We’ll go deep on design choices, implementation details, JS/WGSL snippets, and how to make it work under real browser constraints.
- Why train in the browser at all?
- Privacy by default: Raw user content never leaves the device. Only DP-noised, optionally masked updates are shared.
- Personalization where it matters: Browser agents see the DOM, user browsing patterns, and tool-use contexts that cloud models don’t. Adapting to local behavior boosts success rates for navigation, extraction, and automation tasks.
- Cost and scale: Leveraging end-user compute amortizes server costs and can reduce latency for post-training inference.
- Regulatory alignment: Differential privacy with strict per-user budgets supports compliance postures for sensitive markets.
Threat model and goals
- We assume an honest-but-curious server and potentially malicious clients.
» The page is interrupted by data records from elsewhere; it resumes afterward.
//! Reading and writing manifest text.

use crate::error::{Error, Result};
use crate::template::{ResourceKind, Value};
use serde::Deserialize;
use std::collections::BTreeMap;

/// Document separator used when writing several manifests.
pub const DOCUMENT_SEPARATOR: &str = "---\n";

/// Parse a (possibly multi-document) YAML stream.
///
/// Empty documents are skipped. Every other document must be a map.
pub fn parse_documents(text: &str) -> Result<Vec<Value>> {
    let mut documents = Vec::new();

    for (idx, document) in serde_yaml::Deserializer::from_str(text).enumerate() {
        let value = serde_json::Value::deserialize(document)
            .map_err(|e| Error::Parse(format!("document {}: {e}", idx + 1)))?;

        match value {
            serde_json::Value::Null => continue,
            serde_json::Value::Object(_) => documents.push(Value::from(value)),
            _ => {
                return Err(Error::Parse(format!(
                    "document {} is not a mapping",
                    idx + 1
                )))
            }
        }
    }

    Ok(documents)
}

/// The resource kind declared by a document.
pub fn document_kind(document: &Value) -> Result<ResourceKind> {
    if document.as_map().is_none() {
        return Err(Error::Parse("document is not a mapping".to_string()));
    }
    document
        .get("kind")
        .and_then(Value::as_str)
        .filter(|kind| !kind.is_empty())
        .map(ResourceKind::parse)
        .ok_or_else(|| Error::Parse("document has no 'kind'".to_string()))
}

/// `metadata.annotations`, when present.
pub fn annotations(document: &Value) -> Option<&BTreeMap<String, Value>> {
    document.get("metadata")?.get("annotations")?.as_map()
}

/// `metadata.name`, when present.
pub fn name(document: &Value) -> Option<&str> {
    document.get("metadata")?.get("name")?.as_str()
}

/// Serialize one document as YAML.
pub fn to_yaml(document: &Value) -> Result<String> {
    Ok(serde_yaml::to_string(&document.to_json())?)
}

/// Join serialized documents into one stream.
pub fn join_documents(documents: &[String]) -> String {
    documents.join(DOCUMENT_SEPARATOR)
}
//! External command secret backend.
//!
//! Runs a command that prints the secrets for a path as a JSON or YAML map.
//! `{path}` and `{version}` in the arguments are replaced before execution;
//! the command is never passed through a shell.

use super::SecretBackend;
use crate::error::{Error, Result};
use crate::placeholder::SecretMap;
use async_trait::async_trait;
use std::time::Duration;
use tokio::process::Command;
use tracing::{debug, warn};

/// Maximum output size from a secret command (1 MB).
const MAX_OUTPUT_BYTES: usize = 1024 * 1024;

/// Fetches secrets by executing an external command.
pub struct ExecBackend {
    command: String,
    args: Vec<String>,
    timeout: Duration,
}

impl ExecBackend {
    pub fn new(command: String, args: Vec<String>, timeout: Duration) -> Self {
        Self {
            command,
            args,
            timeout,
        }
    }

    fn render_args(&self, path: &str, version: Option<&str>) -> Vec<String> {
        self.args
            .iter()
            .map(|arg| {
                arg.replace("{path}", path)
                    .replace("{version}", version.unwrap_or_default())
            })
            .collect()
    }
}

#[async_trait]
impl SecretBackend for ExecBackend {
    fn name(&self) -> &str {
        "exec"
    }

    async fn get_secrets(&self, path: &str, version: Option<&str>) -> Result<SecretMap> {
        let fail = |reason: String| Error::SecretFetch {
            path: path.to_string(),
            reason,
        };

        let args = self.render_args(path, version);
        debug!("Running '{}' for secret path '{path}'", self.command);

        let mut cmd = Command::new(&self.command);
        cmd.args(&args);

        // Don't inherit stdin; interactive commands would hang.
        cmd.stdin(std::process::Stdio::null());
        cmd.stdout(std::process::Stdio::piped());
        cmd.stderr(std::process::Stdio::piped());
        cmd.kill_on_drop(true);

        let output = match tokio::time::timeout(self.timeout, cmd.output()).await {
            Ok(Ok(output)) => output,
            Ok(Err(e)) => {
                return Err(fail(format!("failed to execute '{}': {e}", self.command)))
            }
            Err(_) => {
                return Err(fail(format!(
                    "command '{}' timed out after {}s",
                    self.command,
                    self.timeout.as_secs()
                )))
            }
        };

        if !output.status.success() {
            let stderr = String::from_utf8_lossy(&output.stderr);
            warn!(
                "Secret command '{}' failed with status {}: {}",
                self.command,
                output.status,
                stderr.trim()
            );
            return Err(fail(format!(
                "command exited with status {}: {}",
                output.status,
                stderr.trim()
            )));
        }

        if output.stdout.len() > MAX_OUTPUT_BYTES {
            return Err(fail(format!(
                "command output exceeds {MAX_OUTPUT_BYTES} bytes"
            )));
        }

        let stdout = String::from_utf8_lossy(&output.stdout);
        serde_yaml::from_str::<SecretMap>(&stdout)
            .map_err(|e| fail(format!("command output is not a key/value map: {e}")))
    }
}

#[cfg(test)]
mod tests {
    use super::*;
    use serde_json::json;

    fn backend(command: &str, args: &[&str]) -> ExecBackend {
        ExecBackend::new(
            command.to_string(),
            args.iter().map(|a| a.to_string()).collect(),
            Duration::from_secs(10),
        )
    }

    #[test]
    fn substitutes_path_and_version() {
        let b = backend("vault", &["kv", "get", "-version={version}", "{path}"]);
        assert_eq!(
            b.render_args("secret/app", Some("3")),
            vec!["kv", "get", "-version=3", "secret/app"]
        );
        assert_eq!(b.render_args("p", None)[2], "-version=");
    }

    #[cfg(unix)]
    #[tokio::test]
    async fn parses_command_output() {
        let b = backend("echo", &[r#"{"token": "abc", "path": "{path}"}"#]);
        let secrets = b.get_secrets("secret/app", None).await.unwrap();
        assert_eq!(secrets["token"], json!("abc"));
        assert_eq!(secrets["path"], json!("secret/app"));
    }

    #[cfg(unix)]
    #[tokio::test]
    async fn failing_command_is_fetch_failure() {
        let err = backend("false", &[]).get_secrets("p", None).await.unwrap_err();
        assert!(matches!(err, Error::SecretFetch { .. }));
        assert!(err.to_string().contains("exited with status"));
    }

    #[cfg(unix)]
    #[tokio::test]
    async fn non_map_output_is_rejected() {
        let err = backend("echo", &["- just", "- a list"])
            .get_secrets("p", None)
            .await
            .unwrap_err();
        assert!(err.to_string().contains("not a key/value map"));
    }

    #[tokio::test]
    async fn missing_binary_is_fetch_failure() {
        let err = backend("definitely-not-a-real-binary-xyz", &[])
            .get_secrets("p", None)
            .await
            .unwrap_err();
        assert!(err.to_string().contains("failed to execute"));
    }
}
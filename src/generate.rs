//! End-to-end generation: manifest text in, substituted manifest text out.

use crate::backends::{build_backend, SecretBackend};
use crate::config::Config;
use crate::error::{Error, Result};
use crate::manifest;
use crate::template::{Template, TemplateSettings};
use std::io::Read;
use std::path::Path;
use tracing::{debug, info};

/// Substitute every document in `input` using the configured backend.
pub async fn generate(input: &str, config: &Config) -> Result<String> {
    let settings = TemplateSettings::from_config(config)?;
    let backend = build_backend(&config.backend)?;
    generate_documents(input, backend.as_ref(), &settings).await
}

/// Substitute every document in `input` with an explicit backend.
///
/// Documents are processed in order; the first failure aborts the run.
pub async fn generate_documents(
    input: &str,
    backend: &dyn SecretBackend,
    settings: &TemplateSettings,
) -> Result<String> {
    let documents = manifest::parse_documents(input)?;
    let mut rendered = Vec::with_capacity(documents.len());

    for document in documents {
        let mut template = Template::new(document, backend, settings).await?;
        template.replace()?;
        rendered.push(template.to_yaml()?);
    }

    info!("Generated {} document(s)", rendered.len());
    Ok(manifest::join_documents(&rendered))
}

/// Read manifest text from a file, a directory, or stdin (`-`).
///
/// Directory entries ending in `.yaml` or `.yml` are read in name order and
/// joined into a single stream.
pub fn read_inputs(path: &str) -> Result<String> {
    if path == "-" {
        let mut text = String::new();
        std::io::stdin().read_to_string(&mut text)?;
        return Ok(text);
    }

    let path = Path::new(path);
    if !path.is_dir() {
        return Ok(std::fs::read_to_string(path)?);
    }

    let mut files = Vec::new();
    for entry in std::fs::read_dir(path)? {
        let file = entry?.path();
        let is_manifest = file
            .extension()
            .and_then(|ext| ext.to_str())
            .is_some_and(|ext| ext == "yaml" || ext == "yml");
        if is_manifest && file.is_file() {
            files.push(file);
        }
    }
    files.sort();

    if files.is_empty() {
        return Err(Error::Parse(format!(
            "no .yaml or .yml files in {}",
            path.display()
        )));
    }

    let mut streams = Vec::with_capacity(files.len());
    for file in &files {
        debug!("Reading {}", file.display());
        let text = std::fs::read_to_string(file)?;
        streams.push(text.trim_end().to_string());
    }
    Ok(streams.join("\n---\n"))
}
We seek client-level privacy (updates alone should reveal little about any single user) and resilience to model poisoning/backdoors.
- No raw PII or text is ever sent to the server. Gradients are clipped and DP-noised locally, then passed through secure aggregation. Adapters only (no base weights) are updated.
- Architecture overview
- On-device model: Quantized base LLM (e.g., 4-bit) with LoRA adapters trained in FP16/FP32 for stability.
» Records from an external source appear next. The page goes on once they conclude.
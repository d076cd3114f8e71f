//! Placeholder detection.
//!
//! A placeholder is a key wrapped in a delimiter pair, `<key>` by default,
//! optionally followed by modifiers: `<key | base64encode | trim>`. A string
//! can hold any number of placeholders mixed with literal text.

pub mod lookup;
pub mod modifier;

pub use lookup::{resolve, resolve_token, SecretMap};
pub use modifier::Modifier;

use crate::error::{Error, PlaceholderError, Result};
use crate::template::value::Value;
use once_cell::sync::Lazy;
use regex::Regex;
use std::ops::Range;

/// Opening delimiter used when none is configured.
pub const DEFAULT_OPEN: &str = "<";
/// Closing delimiter used when none is configured.
pub const DEFAULT_CLOSE: &str = ">";

static DEFAULT_MATCHER: Lazy<Matcher> = Lazy::new(|| {
    Matcher::new(DEFAULT_OPEN, DEFAULT_CLOSE).expect("default delimiters compile")
});

/// A parsed placeholder: the key to look up and the modifiers to apply.
#[derive(Debug, Clone, PartialEq, Eq)]
pub struct Token {
    pub key: String,
    pub modifiers: Vec<Modifier>,
}

/// One placeholder occurrence inside a string.
#[derive(Debug, Clone, PartialEq, Eq)]
pub struct Match<'a> {
    /// Byte range of the whole token, delimiters included.
    pub span: Range<usize>,
    pub raw: &'a str,
    pub token: std::result::Result<Token, PlaceholderError>,
}

/// Finds placeholders for one delimiter pair.
///
/// Immutable once built; clones share the compiled pattern.
#[derive(Debug, Clone)]
pub struct Matcher {
    open: String,
    close: String,
    pattern: Regex,
}

impl Matcher {
    pub fn new(open: &str, close: &str) -> Result<Self> {
        if open.is_empty() || close.is_empty() {
            return Err(Error::Config(
                "placeholder delimiters must not be empty".to_string(),
            ));
        }
        let pattern = format!("{}(.*?){}", regex::escape(open), regex::escape(close));
        let pattern = Regex::new(&pattern)
            .map_err(|e| Error::Config(format!("invalid placeholder delimiters: {e}")))?;

        Ok(Self {
            open: open.to_string(),
            close: close.to_string(),
            pattern,
        })
    }

    pub fn delimiters(&self) -> (&str, &str) {
        (&self.open, &self.close)
    }

    /// Whether `text` holds at least one placeholder, counting an
    /// unterminated one.
    pub fn contains(&self, text: &str) -> bool {
        self.pattern.is_match(text) || self.unterminated(text).is_some()
    }

    /// Whether any string anywhere in `value` holds a placeholder.
    pub fn contains_in(&self, value: &Value) -> bool {
        match value {
            Value::String(s) => self.contains(s),
            Value::List(items) => items.iter().any(|v| self.contains_in(v)),
            Value::Map(map) => map.values().any(|v| self.contains_in(v)),
            _ => false,
        }
    }

    /// Every placeholder in `text`, in order of appearance.
    ///
    /// A token starts at the last opening delimiter before its closer, so a
    /// stray opener earlier in the text (`cat < in.txt && echo <pass>`) stays
    /// literal.
    pub fn scan<'a>(&self, text: &'a str) -> Vec<Match<'a>> {
        self.pattern
            .captures_iter(text)
            .filter_map(|caps| {
                let whole = caps.get(0)?;
                let inner = caps.get(1)?;
                let (start, key_text) = match inner.as_str().rfind(self.open.as_str()) {
                    Some(at) => (
                        inner.start() + at,
                        &inner.as_str()[at + self.open.len()..],
                    ),
                    None => (whole.start(), inner.as_str()),
                };
                let raw = &text[start..whole.end()];
                Some(Match {
                    span: start..whole.end(),
                    raw,
                    token: self.parse_token(raw, key_text),
                })
            })
            .collect()
    }

    /// Report an opening delimiter that runs to the end of `text` unclosed.
    ///
    /// Only a delimiter directly followed by non-whitespace text counts, so
    /// comparisons like `a < b` stay literal.
    pub fn unterminated(&self, text: &str) -> Option<PlaceholderError> {
        let tail_start = self.pattern.find_iter(text).last().map_or(0, |m| m.end());
        let tail = &text[tail_start..];
        let open_at = tail.rfind(self.open.as_str())?;
        let rest = &tail[open_at + self.open.len()..];

        if rest.is_empty() || rest.chars().any(char::is_whitespace) || rest.contains(&self.close)
        {
            return None;
        }
        Some(PlaceholderError::Malformed {
            token: tail[open_at..].to_string(),
            reason: "missing closing delimiter".to_string(),
        })
    }

    fn parse_token(
        &self,
        raw: &str,
        inner: &str,
    ) -> std::result::Result<Token, PlaceholderError> {
        let malformed = |reason: String| PlaceholderError::Malformed {
            token: raw.to_string(),
            reason,
        };

        let mut parts = inner.split('|').map(str::trim);
        let key = parts.next().unwrap_or_default();
        if key.is_empty() {
            return Err(malformed("empty key".to_string()));
        }

        let modifiers = parts
            .map(|name| {
                name.parse::<Modifier>()
                    .map_err(|_| malformed(format!("unknown modifier '{name}'")))
            })
            .collect::<std::result::Result<Vec<_>, _>>()?;

        Ok(Token {
            key: key.to_string(),
            modifiers,
        })
    }
}

impl Default for Matcher {
    fn default() -> Self {
        DEFAULT_MATCHER.clone()
    }
}

#[cfg(test)]
mod tests {
    use super::*;
    use serde_json::json;

    fn keys(text: &str) -> Vec<String> {
        Matcher::default()
            .scan(text)
            .into_iter()
            .filter_map(|m| m.token.ok().map(|t| t.key))
            .collect()
    }

    #[test]
    fn finds_single_placeholder() {
        let matcher = Matcher::default();
        let found = matcher.scan("<password>");
        assert_eq!(found.len(), 1);
        assert_eq!(found[0].span, 0..10);
        assert_eq!(found[0].raw, "<password>");
        assert_eq!(found[0].token.as_ref().unwrap().key, "password");
    }

    #[test]
    fn finds_placeholders_between_literals() {
        assert_eq!(
            keys("postgres://<user>:<pass>@db:5432"),
            vec!["user".to_string(), "pass".to_string()]
        );
    }

    #[test]
    fn literal_has_no_placeholders() {
        let matcher = Matcher::default();
        assert!(!matcher.contains("plain value"));
        assert!(matcher.scan("plain value").is_empty());
    }

    #[test]
    fn parses_modifiers() {
        let found = Matcher::default().scan("< key | base64encode | trim >");
        let token = found[0].token.as_ref().unwrap();
        assert_eq!(token.key, "key");
        assert_eq!(token.modifiers, vec![Modifier::Base64Encode, Modifier::Trim]);
    }

    #[test]
    fn empty_key_is_malformed() {
        let found = Matcher::default().scan("a<>b");
        assert!(matches!(
            &found[0].token,
            Err(PlaceholderError::Malformed { token, .. }) if token == "<>"
        ));
    }

    #[test]
    fn unknown_modifier_is_malformed() {
        let found = Matcher::default().scan("<key|rot13>");
        let err = found[0].token.as_ref().unwrap_err();
        assert!(err.to_string().contains("unknown modifier 'rot13'"));
    }

    #[test]
    fn detects_unterminated_token() {
        let matcher = Matcher::default();
        assert!(matcher.unterminated("prefix-<password").is_some());
        assert!(matcher.unterminated("<ok> then <broken").is_some());
        assert!(matcher.unterminated("a < b").is_none());
        assert!(matcher.unterminated("<closed>").is_none());
        assert!(matcher.unterminated("trailing <").is_none());
    }

    #[test]
    fn stray_opener_stays_literal() {
        let matcher = Matcher::default();
        let found = matcher.scan("cat < in.txt && echo <pass>");
        assert_eq!(found.len(), 1);
        assert_eq!(found[0].raw, "<pass>");
        assert_eq!(found[0].span, 21..27);
        assert_eq!(found[0].token.as_ref().unwrap().key, "pass");

        assert_eq!(keys("x <broken then <pass>"), vec!["pass".to_string()]);
        assert_eq!(keys("<a<b>"), vec!["b".to_string()]);
    }

    #[test]
    fn unterminated_counts_as_placeholder() {
        let matcher = Matcher::default();
        assert!(matcher.contains("prefix-<password"));
        assert!(!matcher.contains("a < b"));
    }

    #[test]
    fn custom_delimiters() {
        let matcher = Matcher::new("{{", "}}").unwrap();
        let found = matcher.scan("user={{ name }} <kept>");
        assert_eq!(found.len(), 1);
        assert_eq!(found[0].token.as_ref().unwrap().key, "name");
        assert_eq!(matcher.delimiters(), ("{{", "}}"));
    }

    #[test]
    fn rejects_empty_delimiters() {
        assert!(matches!(Matcher::new("", ">"), Err(Error::Config(_))));
    }

    #[test]
    fn contains_in_searches_whole_tree() {
        let matcher = Matcher::default();
        let nested = Value::from(json!({"a": {"b": [1, {"c": "x-<deep>"}]}}));
        let flat = Value::from(json!({"a": {"b": [1, {"c": "x"}]}, "n": 3}));
        assert!(matcher.contains_in(&nested));
        assert!(!matcher.contains_in(&flat));
    }
}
- Training triggers: Short episodes when the agent completes tasks and the user gives implicit/explicit feedback; or scheduled, opt-in background rounds.
- Compute stack: WebGPU for forward/backward and per-example gradient clipping; WASM+SIMD for accounting and serialization; WebCrypto for PRNG/secrets.
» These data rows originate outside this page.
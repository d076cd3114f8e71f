use super::{BackendConfig, Config};
use tracing::warn;

/// Validation errors for configuration.
#[derive(Debug, Clone, PartialEq, Eq)]
pub struct ConfigValidationError {
    pub path: String,
    pub message: String,
}

impl std::fmt::Display for ConfigValidationError {
    fn fmt(&self, f: &mut std::fmt::Formatter<'_>) -> std::fmt::Result {
        write!(f, "{}: {}", self.path, self.message)
    }
}

/// Validate a configuration object.
pub fn validate_config(config: &Config) -> Vec<ConfigValidationError> {
    let mut errors = Vec::new();

    let placeholder = &config.placeholder;
    if placeholder.open.is_empty() {
        errors.push(ConfigValidationError {
            path: "placeholder.open".to_string(),
            message: "Opening delimiter must not be empty".to_string(),
        });
    }
    if placeholder.close.is_empty() {
        errors.push(ConfigValidationError {
            path: "placeholder.close".to_string(),
            message: "Closing delimiter must not be empty".to_string(),
        });
    }
    if !placeholder.open.is_empty() && placeholder.open == placeholder.close {
        errors.push(ConfigValidationError {
            path: "placeholder".to_string(),
            message: "Opening and closing delimiters must differ".to_string(),
        });
    }

    if config.path_prefix.trim_matches('/').is_empty() {
        warn!("pathPrefix is empty; kind-derived secret paths will start with '/'");
    }

    match &config.backend {
        BackendConfig::File { path } => {
            if path.as_os_str().is_empty() {
                errors.push(ConfigValidationError {
                    path: "backend.path".to_string(),
                    message: "File backend requires a path".to_string(),
                });
            }
        }
        BackendConfig::Env { prefix } => {
            if prefix.is_empty() {
                warn!("Env backend has no prefix; every environment variable is a secret");
            }
        }
        BackendConfig::Exec {
            command,
            timeout_secs,
            ..
        } => {
            if command.trim().is_empty() {
                errors.push(ConfigValidationError {
                    path: "backend.command".to_string(),
                    message: "Exec backend requires a command".to_string(),
                });
            }
            if *timeout_secs == 0 {
                errors.push(ConfigValidationError {
                    path: "backend.timeoutSecs".to_string(),
                    message: "Timeout must be greater than 0".to_string(),
                });
            }
        }
    }

    errors
}

#[cfg(test)]
mod tests {
    use super::*;
    use crate::config::PlaceholderConfig;

    #[test]
    fn default_config_is_valid() {
        assert!(validate_config(&Config::default()).is_empty());
    }

    #[test]
    fn same_delimiters_rejected() {
        let config = Config {
            placeholder: PlaceholderConfig {
                open: "%".into(),
                close: "%".into(),
            },
            ..Config::default()
        };
        let errors = validate_config(&config);
        assert_eq!(errors.len(), 1);
        assert_eq!(errors[0].path, "placeholder");
    }

    #[test]
    fn exec_backend_checks() {
        let config = Config {
            backend: BackendConfig::Exec {
                command: " ".into(),
                args: vec![],
                timeout_secs: 0,
            },
            ..Config::default()
        };
        let paths: Vec<_> = validate_config(&config)
            .into_iter()
            .map(|e| e.path)
            .collect();
        assert_eq!(paths, vec!["backend.command", "backend.timeoutSecs"]);
    }
}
- Orchestration: A Service Worker coordinates rounds, maintains a local privacy ledger, synchronizes with all tabs via BroadcastChannel, and handles network/queueing.
- Transport: HTTP/3 or WebTransport with secure aggregation handshakes (Bonawitz-style pairwise masks) and masked update upload.
- Server: Round selection, adaptive sampling, robust aggregation (FedAdam + coordinate-wise median/trim), DP auditing, update signing, and phased rollout.
Storage
- Origin Private File System (OPFS) or IndexedDB for model shards, adapter snapshots, and privacy ledger.
- Cache API for signed model artifacts with ETags and rollbacks.
- Model design: adapters and quantization that fit the browser
- Base model: A compact LLM in the 1–7B range works on desktop GPUs with WebGPU; mobile will lean smaller. Quantize to 4-bit for inference; keep low-rank adapters (LoRA, IA3, or task adapters) in FP16 for training.
- Parameter budget: LoRA with r=8–16 across attention QKV and MLP projection matrices typically adds 0.2–1.0% parameters relative to base—tens of MBs instead of GBs.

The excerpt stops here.